It is alleged by BR that at or around the time PIMCO withdrew, and thereafter, Mr Coulter gave oral assurances to Mr Keinan that Mr Cushnahan had not been involved in the provision of Tughans' services; that it was not intended or expected that he would be so involved thereafter; and that Tughans did not intend or expect to share Tughans' fee with him.
On 23 March 2014 BR sent the terms of a proposed engagement letter to Cerberus. The letter referred to BR providing services to Cerberus on an exclusive basis in connection with its acquisition of the NI Loan Book through a Cerberus special purpose vehicle. The engagement letter provided that BR would be entitled to a fee of £15 million upon successful completion of the purchase transaction (‘the Success Fee’). It contained a section by which BR made various representations and warranties, the relevant one for present purposes being that BR would not promise or make any payments directly or indirectly to anyone in breach of applicable anti-corruption laws, nor promise or make such payment to, or for the use of, any government official. It also required BR to obtain and provide a written certification from Tughans containing the same representations and warranties; and provided that the Success Fee would not be payable unless and until Cerberus accepted the Tughans certification as acceptable. Mr Coulter confirmed to BR and Cerberus that Tughans accepted the terms, following which the BR/Cerberus letter of engagement was signed by BR and Cerberus later that day, 23 March 2014.

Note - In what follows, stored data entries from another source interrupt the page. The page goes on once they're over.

//! rf-audio: the realtime I/O boundary (spec §4.6/§4.7).
//!
//! - `midi_ring`: the lock-free SPSC MIDI event ring between the device
//!   thread and the render thread.
//! - `device_sink`: the pull-model `Sink` the platform audio backend
//!   drives — a live `cpal` stream or an offline, explicitly-serviced
//!   renderer for file export.
//! - `device`: output device/host enumeration.
//! - `thread_priority`: platform real-time thread priority elevation for
//!   the audio callback thread.

mod device;
pub mod device_sink;
mod error;
pub mod midi_ring;
pub mod thread_priority;

pub use device::*;
pub use device_sink::{slice_frames_for, DeviceSink, FillCallback, OfflineSink, Sink};
pub use error::*;
pub use midi_ring::{MidiMessage, MidiRing, MAX_MSG};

On 3 April 2014, NAMA accepted an offer from Cerberus to purchase the NI Loan Book for €1.6 billion. Cerberus had exchanges with NAMA that afternoon, in the course of which NAMA was informed that BR had sub-contracted part of their work to Tughans and that BR would share 50% of its Success Fee with Tughans. That prompted NAMA to seek confirmation from Cerberus that no part of the success fee would be paid to any...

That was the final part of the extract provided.